しかも日本は少子化時代を迎えており、現在の出生率(1.44人)が続くと2050年には日本の人口は1億人を切り、2080年には8,000万人を下回るし、2100年には今の人口統計から推計すると4,100万人まで減るとさえいわれている。
江戸時代に3,000万人強だった人口は増え続け、敗戦後の昭和20年は一時減少したが、それでも7,000万人といわれた。それが戦後の高度成長で67年には1億人に達し、現在は1億2,653万人まで増えている。この人口の伸びがあって日本は国力を伸ばし、日本人の勤労精神と相まって世界第2位のGDP大国にまで成長したのだ。まさに人口増こそが日本の成長の源だった。
ところが今や人口減少、働き手不足を肌で感ずるようになり、様々な理屈をつけ外国人労働者を入れ、補っているのだ。しかし現在のやり方は、どうみてもその場しのぎの手法としかみえない。日本は外国人労働者とどう向き合うのか。本気で対応を考えておかないといずれ国家間の摩擦にまで発展する危険性すらあろう。

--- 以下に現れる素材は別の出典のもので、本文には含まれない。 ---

//! Generic N-stage pipeline engine.
//!
//! This module implements the pipeline machinery shared by every functional
//! unit and by the SCore's own instruction pipeline:
//! 1. **Slots:** each stage holds at most one packet plus the cycle it
//!    entered the stage.
//! 2. **Stage behavior:** supplied by a [`StageLogic`] implementation with
//!    explicit, typed state — admit (stage 0, may synthesize), a per-stage
//!    in-place transform, and a per-stage hold predicate.
//! 3. **Timing:** per-stage latencies gate advancement; stalls are counted
//!    by cause (global, latency, structural, predicate).
//!
//! A packet advances out of stage `s` only when it has resided there for
//! `latency[s]` cycles, the next slot is free, and `hold(s)` is false. While
//! it cannot advance, its stage's transform is re-applied in place each tick
//! so iterative stages (the divider) accumulate progress under their own
//! stall predicate. On a successful move the *destination* stage's transform
//! runs once; transforms therefore match on the payload variant they consume
//! and ignore anything else, making re-application harmless.

use crate::common::{Cycle, SimError};
use crate::fabric::packet::Packet;

/// Stage behavior with explicit, typed state.
///
/// `C` is the context threaded through every call — `()` for self-contained
/// units, the core's component aggregate for the SCore instruction pipeline.
pub trait StageLogic<C> {
    /// Stage 0 entry: turn the optional input packet into the stage-0
    /// occupant, or synthesize one from internal state. Returning `None`
    /// leaves stage 0 empty this cycle.
    fn admit(&mut self, ctx: &mut C, input: Option<Packet>, now: Cycle) -> Option<Packet>;

    /// In-place transform for `stage`. Runs once when a packet enters the
    /// stage and again on every cycle the packet is held there.
    fn transform(&mut self, ctx: &mut C, stage: usize, packet: &mut Packet, now: Cycle);

    /// Hold predicate for `stage`: while true, the packet stays put.
    fn hold(&self, ctx: &C, stage: usize, packet: &Packet, now: Cycle) -> bool {
        let _ = (ctx, stage, packet, now);
        false
    }
}

/// One pipeline stage: an optional occupant and its entry cycle.
#[derive(Debug, Clone, Default)]
struct StageSlot {
    slot: Option<Packet>,
    entry_time: Cycle,
}

/// Breakdown of stall cycles by cause.
#[derive(Debug, Clone, Copy, Default, PartialEq, Eq)]
pub struct StallCounts {
    /// Whole-pipeline stalls from the external stall signal.
    pub global: u64,
    /// Packets held because their stage latency had not elapsed.
    pub latency: u64,
    /// Packets held because the next stage was occupied.
    pub structural: u64,
    /// Packets held by their stage's hold predicate.
    pub predicate: u64,
}

impl StallCounts {
    /// Sum over all causes.
    pub fn total(&self) -> u64 {
        self.global + self.latency + self.structural + self.predicate
    }
}

/// Generic N-stage pipeline.
#[derive(Debug)]
pub struct Pipeline {
    period: Cycle,
    stages: Vec<StageSlot>,
    latencies: Vec<Cycle>,
    processed: u64,
    stalls: StallCounts,
}

impl Pipeline {
    /// Creates a pipeline with `num_stages` stages, unit latencies, and the
    /// given tick period.
    ///
    /// # Errors
    ///
    /// Returns [`SimError::InvalidConfig`] for zero stages or a zero period.
    pub fn new(period: Cycle, num_stages: usize) -> Result<Self, SimError> {
        if num_stages == 0 {
            return Err(SimError::InvalidConfig(
                "pipeline must have at least one stage".into(),
            ));
        }
        if period == 0 {
            return Err(SimError::InvalidConfig(
                "pipeline period must be non-zero".into(),
            ));
        }
        Ok(Self {
            period,
            stages: vec![StageSlot::default(); num_stages],
            latencies: vec![1; num_stages],
            processed: 0,
            stalls: StallCounts::default(),
        })
    }

    /// Sets the residency latency of one stage.
    ///
    /// # Panics
    ///
    /// Panics if `stage` is out of range — a construction-time programming
    /// error, not a runtime condition.
    pub fn set_stage_latency(&mut self, stage: usize, cycles: Cycle) {
        self.latencies[stage] = cycles;
    }

    /// Tick period.
    pub fn period(&self) -> Cycle {
        self.period
    }

    /// Number of stages.
    pub fn num_stages(&self) -> usize {
        self.stages.len()
    }

    /// Number of occupied stages.
    pub fn occupancy(&self) -> usize {
        self.stages.iter().filter(|s| s.slot.is_some()).count()
    }

    /// True when no stage is occupied.
    pub fn is_empty(&self) -> bool {
        self.occupancy() == 0
    }

    /// True when every stage is occupied.
    pub fn is_full(&self) -> bool {
        self.occupancy() == self.stages.len()
    }

    /// Packets drained from the final stage so far.
    pub fn total_processed(&self) -> u64 {
        self.processed
    }

    /// Total stall count over all causes.
    pub fn total_stalls(&self) -> u64 {
        self.stalls.total()
    }

    /// Stall counts broken down by cause.
    pub fn stalls(&self) -> StallCounts {
        self.stalls
    }

    /// Empties every stage without touching the counters.
    pub fn flush(&mut self) {
        for stage in &mut self.stages {
            stage.slot = None;
        }
    }

    /// Empties every stage and zeroes the counters.
    pub fn reset(&mut self) {
        self.flush();
        self.processed = 0;
        self.stalls = StallCounts::default();
    }

    /// Runs one tick of the pipeline.
    ///
    /// Order of operations: global-stall check, drain of the final stage,
    /// back-to-front propagation, then the stage-0 load via
    /// [`StageLogic::admit`]. The input is supplied lazily and consulted
    /// only when stage 0 is actually free, so an un-admitted packet stays on
    /// its port and backpressures the producer. Returns the packet drained
    /// from the final stage, timestamp refreshed, for the owner to put on
    /// its output port.
    pub fn advance<C, L: StageLogic<C>>(
        &mut self,
        logic: &mut L,
        ctx: &mut C,
        input: impl FnOnce() -> Option<Packet>,
        stalled: bool,
        now: Cycle,
    ) -> Option<Packet> {
        if stalled {
            self.stalls.global += 1;
            return None;
        }

        let n = self.stages.len();

        // Drain the final stage.
        let mut output = None;
        if let Some(mut packet) = self.stages[n - 1].slot.take() {
            packet.timestamp = now;
            self.processed += 1;
            output = Some(packet);
        }

        // Propagate back-to-front so each packet moves at most one stage.
        for s in (0..n.saturating_sub(1)).rev() {
            if self.stages[s].slot.is_none() {
                continue;
            }
            let elapsed = now.saturating_sub(self.stages[s].entry_time);
            if elapsed < self.latencies[s] {
                self.stalls.latency += 1;
                if let Some(packet) = self.stages[s].slot.as_mut() {
                    logic.transform(ctx, s, packet, now);
                }
                continue;
            }
            if self.stages[s + 1].slot.is_some() {
                self.stalls.structural += 1;
                if let Some(packet) = self.stages[s].slot.as_mut() {
                    logic.transform(ctx, s, packet, now);
                }
                continue;
            }
            let held = self.stages[s]
                .slot
                .as_ref()
                .is_some_and(|packet| logic.hold(ctx, s, packet, now));
            if held {
                self.stalls.predicate += 1;
                if let Some(packet) = self.stages[s].slot.as_mut() {
                    logic.transform(ctx, s, packet, now);
                }
                continue;
            }
            if let Some(mut packet) = self.stages[s].slot.take() {
                logic.transform(ctx, s + 1, &mut packet, now);
                self.stages[s + 1] = StageSlot {
                    slot: Some(packet),
                    entry_time: now,
                };
            }
        }

        // Load stage 0.
        if self.stages[0].slot.is_none()
            && let Some(packet) = logic.admit(ctx, input(), now)
        {
            self.stages[0] = StageSlot {
                slot: Some(packet),
                entry_time: now,
            };
        }

        output
    }
}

労働人口減少を補う対応として外国人労働者の雇用だけでなく、日本人女性や高齢者の雇用も増えている。どのケースも減少する日本人労働者の補完としてみるだけでなく、賃金や権利、教育、日本人労働者とのバランスなどを国として考えておくべき時代に来ていると思う。グローバル化となり、これまで以上に人権の重視や多様性の尊重などが重要視されてきた。敬意を表される国になりたいものだ。
(電気新聞 2018年5月10日)
※ 参考情報
政府がかねてから検討していた外国人労働者の受け入れ拡大策を6月5日に開催した経済財政諮問会議にて安倍首相が人手不足が深刻な建設や農業、介護など5業種を対象に2019年4月に新たな在留資格を設けることを表明しました。6月中旬の閣議で決定する「経済財政運営の基本方針(骨太の方針)」に新資格の創設を明記し、今秋の臨時国会に入国管理法改正案を提出する予定です。